PlathVor zehn Tagen hatten wir hier über eine neue, Abhörplattform der Bundeswehr für “alle elektromagnetischen Aussendungen” berichtet: Das “Mobile Geschützte Fernmeldeaufklärungssystem (MoGeFA)” wurde im Oktober vergangenen Jahres von der Firma Plath GmbH beschafft. Es dient der Ermittlung “vollständiger Funk-Lagebilder in einsatzrelevanten Frequenzbereichen”. Das “MoGeFa” ähnelt von der Funktion also dem Spionagesystem ISIS, das von EADS gebaut wurde und die Riesendrohne “Euro Hawk” montiert werden sollte. Allerdings arbeitet es am Boden: Die Plattform besteht (bislang) aus insgesamt drei Fahrzeugen. Der Hersteller lobt die “genaue und robuste Peilsensorik des Gesamtsystems”, weitere wesentliche Merkmale sei “die herausragende Empfindlichkeit”.

Am Freitag hatte sich der Abgeordnete Hans-Christian Ströbele dem “MoGeFa” angenommen und beim Verteidigungsministerium Fragen zum Datenschutzkonzept eingereicht. Sie wurden gestern in der Fragestunde beantwortet. Das Protokoll der Plenarsitzung steht nun online.

Laut dem Staatssekretär Ralf Brauksiepe handele es sich beim “MoGeFa” um ein sogenanntes “Demonstratorsystem”, also eine Art Forschungsplattform. Sie befänden sich steht in Daun in der Eifel. Geführt werden sie beim “Kommando Strategische Aufklärung”, das auch den Datenstaubsauger “Euro Hawk” fliegen wollte. Ab 2016 ist geplant, das fahrbare Abhörsystem in größerer Serie zu beschaffen. Bis dahin würde wie beim ISIS die “operationelle Leistungsfähigkeit” geprüft.

Für die “taktische Einsatzprüfung” würden Soldaten “truppeneigenen Funkgeräte” nutzen, die dann abgeschnorchelt (“aufgeklärt”) werden. Weil es sich um ein “künstliches Funkszenario” handele, erübrige sich die Frage nach dem Datenschutz. Allerdings ignoriert der Staatssekretär, dass auch andere Telekommunikationsverkehre erfasst werden könnten. Das meint auch Ströbele und hakte nach. Brauksiepe eiert zunächst herum und führt aus, wie wichtig das System für die “Truppe” sei. Dann sagt er den eigentlich wichtigsten Satz: “Ich bin zwar kein Experte im Bereich des Datenschutzes”. Dennoch behauptet Brauksiepe, dass es für die Tests keine Datenschutzbeauftragten benötige.

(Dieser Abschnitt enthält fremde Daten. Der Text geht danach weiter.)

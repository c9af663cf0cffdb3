//! Broker adapters for the two durable queues the pipeline runs on: the
//! manually-acknowledged jobs queue and the fan-out events queue.

pub mod amqp;
pub mod memory;

pub use memory::MemoryBroker;

use async_trait::async_trait;
use futures::stream::Stream;
use std::pin::Pin;
use tome_core::{Event, Job, Result};

/// One job handed to the consumer. The job must be acknowledged exactly
/// when the handler reaches a terminal outcome: success, or failure after
/// the failed state has been recorded durably.
pub struct JobDelivery {
    pub job: Job,
    acker: Box<dyn JobAcker>,
}

impl JobDelivery {
    pub fn new(job: Job, acker: Box<dyn JobAcker>) -> Self {
        Self { job, acker }
    }

    pub async fn ack(self) -> Result<()> {
        self.acker.ack().await
    }
}

#[async_trait]
pub trait JobAcker: Send + Sync {
    async fn ack(self: Box<Self>) -> Result<()>;
}

pub type JobStream = Pin<Box<dyn Stream<Item = JobDelivery> + Send>>;
pub type EventStream = Pin<Box<dyn Stream<Item = Event> + Send>>;

/// Transport to the message broker. Jobs are persistent and consumed by a
/// single worker with a prefetch window of one; events fan out to every
/// subscriber.
#[async_trait]
pub trait Broker: Send + Sync {
    /// Publish a job; returns once the broker has accepted persistence
    /// responsibility. Fails only with `BrokerUnavailable`.
    async fn publish_job(&self, job: &Job) -> Result<()>;

    /// Publish a lifecycle event. Best-effort from the caller's point of
    /// view; callers log and continue on failure.
    async fn publish_event(&self, event: &Event) -> Result<()>;

    /// The single consumer stream over the jobs queue. Deliveries carry
    /// their own acknowledgement handle.
    async fn consume_jobs(&self) -> Result<JobStream>;

    /// A fan-out subscription to the events queue. Each call observes
    /// every event published after the call.
    async fn subscribe_events(&self) -> Result<EventStream>;
}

Da liegt er wohl falsch, um zum Glück gab sich Ströbele mit der Antwort nicht zufrieden. Zur Frage der sogenannten “Beifangfähigkeit” gewöhnlicher Kommunikation, etwa von Mobilfunk, bejaht Brauksiepe schließlich:

Prinzipiell ist das nach meinem Kenntnisstand allerdings nicht ausgeschlossen. Das heißt aber nicht, dass die Weitergabe irgendwelcher Daten an Dritte beabsichtigt wäre.

In anderen Worten: Ja, das Gerät kann Telefonate in der Eifel abhören, tut es wohl auch, aber das Material wird an keinen Geheimdienst weitergereicht. Also braucht es keine Befassung durch Datenschutzbeauftragte. Das ist ein ziemlich armes Verständnis von Datenschutz, Datensparsamkeit oder Verhältnismäßigkeit. Außerdem wird erneut grob ignoriert, dass bei allen derartigen Beschaffungsvorhaben ein militärisches Datenschutzkonzept vorgelegt werden muss. Dies ist per Weisung aus dem Ministerium festgelegt. Zerknirscht musste das Verteidigungsministerium letztes Jahr zugeben, dass dieses vorgeschriebene Datenschutzkonzept auch beim “Euro Hawk” schlicht ignoriert wurde.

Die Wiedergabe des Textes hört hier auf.